I tagli Ciò si è tradotto inevitabilmente in una grande sforbiciata al costo del lavoro: nel 2015 infatti i dipendenti in Umbria erano 3.751 e sei anni dopo 2.866, 860 in meno. Traiettorie che con tutta probabilità saranno accelerate dalla pandemia: la Cassa di risparmio di Orvieto, così come Banco Desio (che ha rivelato la fu Bps), chiuderanno altri sportelli in Umbria mentre Unicredit ha annunciato che, in tutta Italia, dirà addio a 400 filiali. Palmiro Giovagnola, oltre 30 anni di esperienza nel credito cooperativo, fino a pochi mesi fa è stato al vertice della Banca Centro credito cooperativo Toscana-Umbria, l’istituto nato all’inizio 2020 dalla fusione tra le ex Bcc Umbria e Banca Cras. «Quello che vediamo qui – dice – è un fenomeno nazionale, partito dalle grandi banche come Mps, Unicredit e Intesa, e irreversibile».

Un sistema imposto Giovagnola indica in particolare alcuni fattori per spiegare quanto successo: «Le nuove tecnologie – dice – impongono azioni che prevedono il taglio di sportelli e quindi di posti di lavoro. Ormai la gran parte dei pagamenti avviene per canali informatici e il lavoro agli sportelli è diminuito. Aggiungiamo poi i tassi a zero e il fatto che le banche non hanno più margini per fare utili: il risultato è che si tagliano le spese, e quelle del personale – lo dico con dispiacere – sono le prime aggredibili». Un sistema che Giovagnola non difende ma che «è stato imposto dal mercato e dalle varie normative; in un certo senso siamo stati anche noi vittime. Di sicuro il vecchio sistema non si regge più».
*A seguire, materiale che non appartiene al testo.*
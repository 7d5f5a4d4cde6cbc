//! Startup script bookkeeping.
//!
//! Installed addons may declare a startup script the launcher runs at game
//! start. This module only tracks them: hooks are derived from the installed
//! set on demand, so removing an addon revokes its hook atomically with the
//! registry update. Execution is the launch collaborator's job, inside
//! whatever sandbox it grants; script content comes from third-party addon
//! authors and is never trusted here.

use std::path::PathBuf;

use crate::descriptor::AddonIdentity;
use crate::registry::{AddonRegistry, InstalledAddon};

/// Opaque handle to one addon's startup script. A path plus a declared
/// entry point; never executed by this crate.
#[derive(Debug, Clone, PartialEq, Eq)]
pub struct ScriptHandle {
    /// Addon that declared the script.
    pub identity: AddonIdentity,
    /// Script path relative to the addon's category root.
    pub path: PathBuf,
    /// Declared entry point (the manifest-relative script file).
    pub entry_point: String,
}

/// Returns one handle per installed addon that declares a startup script,
/// in registry insertion order.
#[must_use]
pub fn hooks_for(registry: &AddonRegistry) -> Vec<ScriptHandle> {
    registry
        .installed()
        .iter()
        .filter_map(hook_for)
        .collect()
}

fn hook_for(addon: &InstalledAddon) -> Option<ScriptHandle> {
    let entry = addon.descriptor.startup_script.as_ref()?;
    Some(ScriptHandle {
        identity: addon.identity().clone(),
        path: PathBuf::from(addon.descriptor.identity.category.dir_name()).join(entry),
        entry_point: entry.clone(),
    })
}

#[cfg(test)]
#[allow(clippy::expect_used)]
mod tests {
    use super::*;
    use crate::descriptor::{Provenance, parse_descriptor};

    fn installed(name: &str, script: Option<&str>) -> InstalledAddon {
        let script_line = script
            .map(|s| format!("startup_script = \"{name}/{s}\"\n"))
            .unwrap_or_default();
        let files = script
            .map(|s| format!("\"{name}/{s}\", \"{name}/main.lua\""))
            .unwrap_or_else(|| format!("\"{name}/main.lua\""));
        let doc = format!(
            r#"
[addon]
category = "plugin"
author = "Author"
name = "{name}"
version = "1.0.0"
download = "https://example.invalid/{name}.zip"
{script_line}files = [{files}]
"#
        );
        let desc = parse_descriptor(doc.as_bytes(), Provenance::Local).expect("descriptor");
        let owned = desc.files.clone();
        InstalledAddon::new(desc, owned)
    }

    #[test]
    fn test_hooks_in_insertion_order() {
        let mut registry = AddonRegistry::new();
        registry.record_installed(installed("Zulu", Some("boot.lua")));
        registry.record_installed(installed("Alpha", Some("start.lua")));
        registry.record_installed(installed("Quiet", None));

        let hooks = hooks_for(&registry);
        assert_eq!(hooks.len(), 2);
        // Insertion order, not lexical order.
        assert_eq!(hooks[0].identity.name, "Zulu");
        assert_eq!(hooks[1].identity.name, "Alpha");
        assert_eq!(hooks[0].entry_point, "Zulu/boot.lua");
        assert_eq!(hooks[0].path, PathBuf::from("Plugins/Zulu/boot.lua"));
    }

    #[test]
    fn test_hook_revoked_with_removal() {
        let mut registry = AddonRegistry::new();
        let addon = installed("Zulu", Some("boot.lua"));
        let identity = addon.identity().clone();
        registry.record_installed(addon);
        assert_eq!(hooks_for(&registry).len(), 1);

        registry.remove_installed(&identity);
        assert!(hooks_for(&registry).is_empty());
    }
}
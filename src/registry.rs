//! Addon registry.
//!
//! Single owner of addon metadata: the installed set (scanned from disk) and
//! the available index (merged from the remote catalog). Collaborators read
//! snapshots; all mutation goes through one serialized writer handle.

use std::collections::BTreeMap;
use std::fs;
use std::path::{Path, PathBuf};
use std::sync::{Arc, RwLock};
use std::time::UNIX_EPOCH;

use tracing::{debug, warn};

use crate::descriptor::{
    self, AddonDescriptor, AddonIdentity, Category, DescriptorError, Provenance,
};

/// Descriptor file name, one per installed addon subtree.
pub const COMPENDIUM_FILE: &str = "compendium.toml";

/// An addon present on disk: its descriptor plus what it actually placed.
#[derive(Debug, Clone, PartialEq, Eq)]
pub struct InstalledAddon {
    /// The descriptor the addon was installed from.
    pub descriptor: AddonDescriptor,
    /// Installation timestamp (Unix epoch seconds).
    pub installed_at: i64,
    /// Relative paths (under the category root) this addon placed.
    pub owned_files: Vec<String>,
}

impl InstalledAddon {
    /// Creates an installed record from a descriptor, stamped now.
    #[must_use]
    pub fn new(descriptor: AddonDescriptor, owned_files: Vec<String>) -> Self {
        Self {
            descriptor,
            installed_at: chrono::Utc::now().timestamp(),
            owned_files,
        }
    }

    /// Identity shorthand.
    #[must_use]
    pub fn identity(&self) -> &AddonIdentity {
        &self.descriptor.identity
    }
}

/// Outcome of a disk scan: how many loaded, which subtrees were skipped.
#[derive(Debug, Default)]
pub struct LoadReport {
    /// Number of addons loaded into the installed set.
    pub loaded: usize,
    /// Subtrees whose descriptor failed to parse, with the parse error.
    pub skipped: Vec<(PathBuf, DescriptorError)>,
}

/// The authoritative in-memory set of known addons.
#[derive(Debug, Clone, Default)]
pub struct AddonRegistry {
    /// Installed addons, in insertion order.
    installed: Vec<InstalledAddon>,
    /// Best available descriptor per identity per provenance.
    available: BTreeMap<AddonIdentity, Vec<AddonDescriptor>>,
}

impl AddonRegistry {
    /// Creates an empty registry.
    #[must_use]
    pub fn new() -> Self {
        Self::default()
    }

    /// Walks the addon directories under `scan_root` (one subtree per
    /// category, one descriptor per addon subtree) and rebuilds the
    /// installed set.
    ///
    /// A subtree whose descriptor fails to parse is skipped and reported,
    /// never fatal: one corrupt addon must not block the rest.
    pub fn load_installed(&mut self, scan_root: &Path) -> LoadReport {
        self.installed.clear();
        let mut report = LoadReport::default();

        for category in Category::all() {
            let category_dir = scan_root.join(category.dir_name());
            let entries = match fs::read_dir(&category_dir) {
                Ok(e) => e,
                Err(_) => continue, // category root absent: nothing installed
            };

            let mut subdirs: Vec<PathBuf> = entries
                .flatten()
                .map(|e| e.path())
                .filter(|p| p.is_dir())
                .collect();
            subdirs.sort();

            for subdir in subdirs {
                let compendium = subdir.join(COMPENDIUM_FILE);
                let bytes = match fs::read(&compendium) {
                    Ok(b) => b,
                    Err(e) => {
                        debug!("No readable descriptor in {}: {}", subdir.display(), e);
                        continue;
                    }
                };

                match descriptor::parse_descriptor(&bytes, Provenance::Local) {
                    Ok(desc) => {
                        if desc.identity.category != category {
                            warn!(
                                "Skipping {}: descriptor claims category {} inside {}",
                                subdir.display(),
                                desc.identity.category,
                                category.dir_name()
                            );
                            continue;
                        }
                        if self.get_installed(&desc.identity).is_some() {
                            warn!(
                                "Skipping {}: identity {} already loaded",
                                subdir.display(),
                                desc.identity
                            );
                            continue;
                        }
                        if let Some(owner) = self.first_owned_conflict(&desc) {
                            warn!(
                                "Skipping {}: file ownership overlaps installed addon {}",
                                subdir.display(),
                                owner
                            );
                            continue;
                        }

                        let installed_at = fs::metadata(&compendium)
                            .and_then(|m| m.modified())
                            .ok()
                            .and_then(|t| t.duration_since(UNIX_EPOCH).ok())
                            .map(|d| d.as_secs() as i64)
                            .unwrap_or_else(|| chrono::Utc::now().timestamp());

                        let owned_files = desc.files.clone();
                        self.installed.push(InstalledAddon {
                            descriptor: desc,
                            installed_at,
                            owned_files,
                        });
                        report.loaded += 1;
                    }
                    Err(e) => {
                        warn!("Skipping {}: {}", subdir.display(), e);
                        report.skipped.push((subdir, e));
                    }
                }
            }
        }

        debug!(
            "Registry scan: {} installed, {} skipped",
            report.loaded,
            report.skipped.len()
        );
        report
    }

    /// Merges freshly parsed remote descriptors into the available index,
    /// keeping only the highest version per identity per provenance.
    pub fn merge_remote_catalog(&mut self, entries: impl IntoIterator<Item = AddonDescriptor>) {
        for entry in entries {
            let versions = self.available.entry(entry.identity.clone()).or_default();
            match versions
                .iter_mut()
                .find(|d| d.provenance == entry.provenance)
            {
                Some(existing) => {
                    if entry.version > existing.version {
                        *existing = entry;
                    }
                }
                None => versions.push(entry),
            }
        }
    }

    /// Parses raw catalog blobs and merges the valid ones. Malformed entries
    /// are skipped with a warning, mirroring the disk-scan policy.
    pub fn ingest_remote_catalog<I, B>(&mut self, blobs: I) -> usize
    where
        I: IntoIterator<Item = B>,
        B: AsRef<[u8]>,
    {
        let mut merged = 0;
        for blob in blobs {
            match descriptor::parse_descriptor(blob.as_ref(), Provenance::Remote) {
                Ok(desc) => {
                    self.merge_remote_catalog([desc]);
                    merged += 1;
                }
                Err(e) => warn!("Skipping malformed catalog entry: {}", e),
            }
        }
        merged
    }

    /// Read-only lookup: the installed record (if any) and every available
    /// descriptor known for the identity.
    #[must_use]
    pub fn lookup(&self, identity: &AddonIdentity) -> (Option<&InstalledAddon>, Vec<&AddonDescriptor>) {
        let available = self
            .available
            .get(identity)
            .map(|v| v.iter().collect())
            .unwrap_or_default();
        (self.get_installed(identity), available)
    }

    /// Returns the installed record for an identity.
    #[must_use]
    pub fn get_installed(&self, identity: &AddonIdentity) -> Option<&InstalledAddon> {
        self.installed.iter().find(|a| a.identity() == identity)
    }

    /// Installed addons in insertion order.
    #[must_use]
    pub fn installed(&self) -> &[InstalledAddon] {
        &self.installed
    }

    /// Returns the identity of the installed addon owning `path` within
    /// `category`, if any.
    #[must_use]
    pub fn owner_of(&self, category: Category, path: &str) -> Option<&AddonIdentity> {
        self.installed
            .iter()
            .find(|a| {
                a.identity().category == category && a.owned_files.iter().any(|f| f == path)
            })
            .map(|a| a.identity())
    }

    /// Records a freshly committed install, replacing any previous record
    /// for the same identity.
    pub fn record_installed(&mut self, addon: InstalledAddon) {
        self.installed
            .retain(|a| a.identity() != addon.identity());
        self.installed.push(addon);
    }

    /// Drops the installed record for an identity, returning it.
    pub fn remove_installed(&mut self, identity: &AddonIdentity) -> Option<InstalledAddon> {
        let pos = self.installed.iter().position(|a| a.identity() == identity)?;
        Some(self.installed.remove(pos))
    }

    /// First installed addon whose owned files overlap the descriptor's
    /// manifest (same category, same relative path).
    fn first_owned_conflict(&self, desc: &AddonDescriptor) -> Option<&AddonIdentity> {
        desc.files
            .iter()
            .find_map(|f| self.owner_of(desc.identity.category, f))
            .filter(|owner| **owner != desc.identity)
    }
}

/// Shared registry handle: concurrent readers, serialized writers.
#[derive(Debug, Clone, Default)]
pub struct SharedRegistry {
    inner: Arc<RwLock<AddonRegistry>>,
}

impl SharedRegistry {
    /// Wraps a registry in a shared handle.
    #[must_use]
    pub fn new(registry: AddonRegistry) -> Self {
        Self {
            inner: Arc::new(RwLock::new(registry)),
        }
    }

    /// Runs a closure against the registry read-locked.
    pub fn read<R>(&self, f: impl FnOnce(&AddonRegistry) -> R) -> R {
        let guard = self.inner.read().unwrap_or_else(|e| e.into_inner());
        f(&guard)
    }

    /// Runs a closure against the registry write-locked.
    pub fn write<R>(&self, f: impl FnOnce(&mut AddonRegistry) -> R) -> R {
        let mut guard = self.inner.write().unwrap_or_else(|e| e.into_inner());
        f(&mut guard)
    }

    /// Clones the current registry state for resolution against a stable
    /// snapshot. The engine re-validates at commit time (state may drift).
    #[must_use]
    pub fn snapshot(&self) -> AddonRegistry {
        self.read(|r| r.clone())
    }
}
Un mondo è finito L’ex presidente cita il caso di Sant’Egidio, con i suoi 1.200 abitanti: «Fino a 20 anni fa era uno standard accettabile, oggi sotto i 7-10 mila le banche neanche si avvicinano». A Gioiello, piccola frazione del piccolo comune di Santa Maria Tiberina, su pressing del sindaco la banca due anni fa ha detto sì ad aprire uno sportello bancomat, «anche perché ne avevamo uno dismesso. Abbiamo avuto attenzione – racconta Giovagnola – anche per l’aspetto sociale, cosa che ai grandi gruppi non interessa. A pesare è il conto economico, peraltro aggravato dalla crisi. Un certo mondo è finito».

L’accelerazione Luciano Bacoccoli, attualmente consulente finanziario, è stato per molti anni dirigente di punta di Unicredit in Umbria: «Per ottimizzare il loro conto economico – spiega – le banche riducono la presenza sui territori, e alcuni processi sono accelerati dalla pandemia. È vero che ci sono molti anziani in Umbria e che si tolgono servizi, ma ora in un piccolo paese, dove servirebbero tre persone, è difficilmente sostenibile l’apertura di uno sportello. La banca è un’impresa, ci chiedono efficienza e se ciò non accade gli istituti entrano in crisi, con le conseguenze che abbiamo visto in giro per il paese». Un altro elemento da tenere in considerazione è il fatto che in Umbria «ci sono poche possibilità di fare sinergie: quelle poche realtà che avrebbero potuto recitare un ruolo di primo piano sono state assorbite dai grandi gruppi».

I lavoratori A fare i conti con questa situazione ci sono ovviamente anche i sindacati che, nei giorni scorsi, sono tornati a chiedere unitariamente un incontro alla giunta regionale. Luana Leonori, della Fisac Cgil, ricorda che «come sindacato sono anni che abbiamo lanciato l’allarme. È vero che certe situazioni non sono più sostenibili e che nel corso degli anni c’è stata la corsa ad aprire gli sportelli, forse troppi alla fine, ma ora chiudono anche quelli che guadagnano». La sindacalista cita il caso di Piediluco, molto frequentata dai turisti e centro remiero importante: «È inutile poi parlare di rinascita delle aree interne. Le banche devono anche recuperare la fiducia dei clienti e dovrebbero tornare a una finanza sostenibile, attenta al territorio. Per quanto riguarda l’Umbria, bisogna fare rete insieme alle istituzioni, al momento un po’ sorde, prima che i buoi siano definitivamente scappati».